Prof. Lydia Bourouiba has published a new slow-motion video of a person sneezing as part of her research into how sneezes spread disease, reports Rae Ellen Bichell for NPR. Bichell explains that Bourouiba’s research is aimed at better understanding “how to prevent microbes from moving from a sick person or contaminated surface to somebody else.”

Reuters

MIT researchers have developed a portable system that could produce biotech drugs on demand, reports Lisa Rapaport for Reuters. “The table-top machine has the potential to one day produce proteins to treat any number of a wide range of conditions like cancer, diabetes, heart attacks, and hemophilia,” writes Rapaport. 

Associated Press

Prof.
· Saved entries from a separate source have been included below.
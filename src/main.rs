use std::path::PathBuf;

use anyhow::Result;
use clap::{Parser, Subcommand};
use colored::Colorize;
use tracing::info;

use jatopics::config::Config;
use jatopics::corpus::loader::{load_corpus, LoaderOptions};
use jatopics::model::lda::{LdaParams, LdaTrainer};
use jatopics::output::terminal;
use jatopics::pipeline::{self, AnalysisOptions};
use jatopics::stopwords::StopwordSource;
use jatopics::tokenize::analyzer::Analyzer;
use jatopics::tokenize::traits::Tokenize;
use jatopics::tokenize::vibrato::VibratoAnalyzer;

/// jatopics: LDA topic analysis for tagged Japanese blog corpora.
///
/// Loads a directory of tab-separated blog segments, tokenizes them with a
/// morphological analyzer, fits a topic model, and reports which topic
/// dominates each blog category.
#[derive(Parser)]
#[command(name = "jatopics", version, about)]
struct Cli {
    #[command(subcommand)]
    command: Commands,
}

#[derive(Subcommand)]
enum Commands {
    /// Run the full analysis: load, tokenize, fit, report
    Analyze {
        /// Glob pattern for the corpus files (default: KNBC corpus2/*.tsv)
        #[arg(long)]
        corpus: Option<String>,

        /// IPADIC-format system dictionary (.dic or .dic.zst)
        #[arg(long)]
        dictionary: Option<PathBuf>,

        /// Number of topics
        #[arg(long)]
        topics: Option<usize>,

        /// Random seed for topic model training
        #[arg(long)]
        seed: Option<u64>,

        /// Use the fetched stopword list as a token filter
        #[arg(long)]
        apply_stopwords: bool,

        /// Drop the first fragment (title line) of every blog
        #[arg(long)]
        skip_title: bool,

        /// Also write the report as JSON to this file
        #[arg(long)]
        output: Option<PathBuf>,
    },

    /// Print the lemma sequence the analyzer produces for a text
    Tokenize {
        /// Text to analyze
        text: String,

        /// IPADIC-format system dictionary (.dic or .dic.zst)
        #[arg(long)]
        dictionary: Option<PathBuf>,
    },

    /// Fetch the stopword list and show a sample
    Stopwords,
}

#[tokio::main(flavor = "current_thread")]
async fn main() -> Result<()> {
    // Load .env file if present (silently ignore if missing)
    let _ = dotenvy::dotenv();

    // Set up structured logging
    tracing_subscriber::fmt()
        .with_env_filter(
            tracing_subscriber::EnvFilter::try_from_default_env()
                .unwrap_or_else(|_| tracing_subscriber::EnvFilter::new("jatopics=info")),
        )
        .init();

    let cli = Cli::parse();

    match cli.command {
        Commands::Analyze {
            corpus,
            dictionary,
            topics,
            seed,
            apply_stopwords,
            skip_title,
            output,
        } => {
            let mut config = Config::load()?;
            if let Some(corpus) = corpus {
                config.corpus_glob = corpus;
            }
            if let Some(dictionary) = dictionary {
                config.dictionary_path = dictionary;
            }
            if let Some(topics) = topics {
                config.num_topics = topics;
            }
            if let Some(seed) = seed {
                config.seed = seed;
            }
            config.apply_stopwords |= apply_stopwords;
            config.skip_title_fragment |= skip_title;
            config.validate()?;

            // Step 1: Load the corpus
            let loader_options =
                LoaderOptions::with_encoding_label(&config.corpus_encoding, config.skip_title_fragment)?;
            let corpus = load_corpus(&config.corpus_glob, &loader_options)?;
            terminal::display_corpus_summary(corpus.len(), corpus.representative());

            // Step 2: Prepare the morphological analyzer
            config.require_dictionary()?;
            let morph = VibratoAnalyzer::load(&config.dictionary_path)?;

            // Step 3: Stopwords are always fetched; applying them is opt-in
            let stopwords = StopwordSource::from_config(&config).load().await?;
            let analyzer = if config.apply_stopwords {
                info!(count = stopwords.len(), "Applying stopword filter");
                Analyzer::japanese(morph, Some(stopwords.as_slice()))?
            } else {
                info!(
                    count = stopwords.len(),
                    "Stopwords loaded but not applied (use --apply-stopwords to filter them)"
                );
                Analyzer::japanese(morph, None)?
            };

            // Step 4: Tokenize, vectorize, fit, tally
            println!("Analyzing {} documents...", corpus.len());
            let fitter = LdaTrainer::new(LdaParams::from_config(&config));
            let report =
                pipeline::analyze(&corpus, &analyzer, &fitter, &AnalysisOptions::from_config(&config))?;

            terminal::display_report(&report);

            if let Some(path) = output {
                report.write_json(&path)?;
                println!("{}", format!("Report written to {}", path.display()).dimmed());
            }
        }

        Commands::Tokenize { text, dictionary } => {
            let mut config = Config::load()?;
            if let Some(dictionary) = dictionary {
                config.dictionary_path = dictionary;
            }
            config.require_dictionary()?;

            let analyzer = Analyzer::japanese(VibratoAnalyzer::load(&config.dictionary_path)?, None)?;
            let lemmas = analyzer.tokenize(&text)?;
            println!("{}", lemmas.join(" | "));
            println!("{}", format!("{} lemmas", lemmas.len()).dimmed());
        }

        Commands::Stopwords => {
            let config = Config::load()?;
            let stopwords = StopwordSource::from_config(&config).load().await?;
            println!("{} stopwords", stopwords.len().to_string().bold());
            let sample: Vec<&str> = stopwords.iter().take(20).map(String::as_str).collect();
            println!("  {}", sample.join(", ").dimmed());
        }
    }

    Ok(())
}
Susan Lindquist has been named a recipient of the Albany Medical Center Prize in Medicine and Biomedical Research, according to the AP. Lindquist’s research has raised hopes that “treatments could prevent protein ‘misfolding’ that drives degenerative conditions like Alzheimer's, Parkinson's and Lou Gehrig's disease.”

Boston Magazine

A portable device developed by MIT researchers uses programmable yeast to create drugs on demand, reports Jamie Ducharme for Boston Magazine. The device “could be a lifesaver for doctors working in vulnerable conditions, such as the battlefield, a remote village, or even an ambulance,” writes Ducharme. 

Bloomberg News

Prof. Polina Anikeeva speaks with Cory Johnson of Bloomberg West about the emerging field of bioelectronics. Concerning future applications of bioelectronics, Anikeeva says that she thinks “we will start seeing more and more devices coming in and being implanted into various parts of the nervous system to treat disorders we haven’t even thought of before as neurological.”

Reuters

MIT researchers have developed a programmable vaccine that could be used to respond to disease outbreaks, reports Ben Gruber for Reuters. The vaccine harnesses “messenger RNA, a genetic material that can be programmed to fight any viral, bacterial or parasitic disease by provoking an amplified immune response.”